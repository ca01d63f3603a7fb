//! Terminal styling utilities

use console::style;

/// Print the application banner
pub fn print_banner(version: &str) {
    println!();
    println!(
        "    {} {}",
        style("finpop").cyan().bold(),
        style("· finite-population sampling analysis").dim()
    );
    println!("    {}", style(format!("v{}", version)).dim());
    println!("    {}", style("━".repeat(50)).dim());
}

/// Print a step header with styling
pub fn print_step_header(step_num: u8, title: &str) {
    println!();
    println!(
        "    {} {} {}",
        style(format!("STEP {}", step_num)).cyan().bold(),
        style("│").dim(),
        style(title).white().bold()
    );
    println!("    {}", style("─".repeat(50)).dim());
}

/// Print a success message
pub fn print_success(message: &str) {
    println!("    {} {}", style("✓").green().bold(), style(message).green());
}

/// Print an info message
pub fn print_info(message: &str) {
    println!("    {} {}", style("ℹ").cyan(), message);
}

/// Print the final completion message
pub fn print_completion() {
    println!();
    println!(
        "    {} {}",
        style("»").cyan(),
        style("Finpop analysis complete!").green().bold()
    );
    println!();
}
//! End-to-end CLI tests

use assert_cmd::Command;
use predicates::prelude::*;

#[path = "common/mod.rs"]
mod common;

fn finpop() -> Command {
    Command::cargo_bin("finpop").unwrap()
}

#[test]
fn test_binomial_subcommand_prints_statistics() {
    finpop()
        .args(["binomial", "-n", "10", "-p", "0.5", "-x", "5"])
        .assert()
        .success()
        .stdout(predicate::str::contains("Mean"))
        .stdout(predicate::str::contains("0.246094"))
        .stdout(predicate::str::contains("PROBABILITY SERIES"));
}

#[test]
fn test_binomial_rejects_invalid_probability_at_parse_time() {
    finpop()
        .args(["binomial", "-n", "10", "-p", "1.5"])
        .assert()
        .failure()
        .stderr(predicate::str::contains("between 0.0 and 1.0"));
}

#[test]
fn test_binomial_rejects_observed_above_sample() {
    finpop()
        .args(["binomial", "-n", "10", "-p", "0.5", "-x", "11"])
        .assert()
        .failure()
        .stderr(predicate::str::contains("between 0 and 10"));
}

#[test]
fn test_hypergeometric_subcommand_prints_median() {
    finpop()
        .args([
            "hypergeometric",
            "-N",
            "50",
            "-K",
            "20",
            "-n",
            "10",
            "-x",
            "4",
        ])
        .assert()
        .success()
        .stdout(predicate::str::contains("Median"))
        .stdout(predicate::str::contains("0.280059"));
}

#[test]
fn test_auto_subcommand_explains_the_decision() {
    finpop()
        .args(["auto", "-N", "1000", "-K", "200", "-n", "50"])
        .assert()
        .success()
        .stdout(predicate::str::contains("MODEL DECISION"))
        .stdout(predicate::str::contains("Binomial"))
        .stdout(predicate::str::contains("Tip:"));
}

#[test]
fn test_auto_switches_to_hypergeometric_above_threshold() {
    finpop()
        .args(["auto", "-N", "1000", "-K", "200", "-n", "250"])
        .assert()
        .success()
        .stdout(predicate::str::contains("Hypergeometric"))
        .stdout(predicate::str::contains("without replacement"));
}

#[test]
fn test_analyze_derives_parameters_from_csv() {
    let (_dir, path) = common::write_inspection_csv();

    finpop()
        .args([
            "analyze",
            "-i",
            path.to_str().unwrap(),
            "-n",
            "4",
            "--column",
            "status",
            "--category",
            "pass",
            "--no-confirm",
        ])
        .assert()
        .success()
        .stdout(predicate::str::contains("COLUMN ANALYSIS"))
        .stdout(predicate::str::contains("N = 8"))
        .stdout(predicate::str::contains("MODEL DECISION"));
}

#[test]
fn test_analyze_reports_unknown_column() {
    let (_dir, path) = common::write_inspection_csv();

    finpop()
        .args([
            "analyze",
            "-i",
            path.to_str().unwrap(),
            "-n",
            "4",
            "--column",
            "outcome",
            "--category",
            "pass",
            "--no-confirm",
        ])
        .assert()
        .failure()
        .stderr(predicate::str::contains("not found"));
}

#[test]
fn test_analyze_reports_unknown_category() {
    let (_dir, path) = common::write_inspection_csv();

    finpop()
        .args([
            "analyze",
            "-i",
            path.to_str().unwrap(),
            "-n",
            "4",
            "--column",
            "status",
            "--category",
            "scrapped",
            "--no-confirm",
        ])
        .assert()
        .failure()
        .stderr(predicate::str::contains("'scrapped'"));
}

#[test]
fn test_export_writes_a_json_report() {
    let dir = tempfile::TempDir::new().unwrap();
    let report_path = dir.path().join("report.json");

    finpop()
        .args([
            "auto",
            "-N",
            "1000",
            "-K",
            "200",
            "-n",
            "50",
            "-x",
            "10",
            "--export",
            report_path.to_str().unwrap(),
        ])
        .assert()
        .success();

    let raw = std::fs::read_to_string(&report_path).unwrap();
    let report: serde_json::Value = serde_json::from_str(&raw).unwrap();

    assert_eq!(report["metadata"]["mode"], "auto");
    assert_eq!(report["decision"]["family"], "binomial");
    assert_eq!(report["results"]["statistics"]["mean"], 10.0);
    assert!(report["chart"]["cumulative"].is_array());
}

#[test]
fn test_unsupported_input_format_is_rejected() {
    let dir = tempfile::TempDir::new().unwrap();
    let path = dir.path().join("data.xlsx");
    std::fs::write(&path, b"not a real spreadsheet").unwrap();

    finpop()
        .args([
            "analyze",
            "-i",
            path.to_str().unwrap(),
            "-n",
            "4",
            "--column",
            "status",
            "--category",
            "pass",
            "--no-confirm",
        ])
        .assert()
        .failure()
        .stderr(predicate::str::contains("Unsupported file format"));
}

# Your instructions
Pick out each line in the material containing "green".

# Reply
    println!("    {} {}", style("✓").green().bold(), style(message).green());
        style("Finpop analysis complete!").green().bold()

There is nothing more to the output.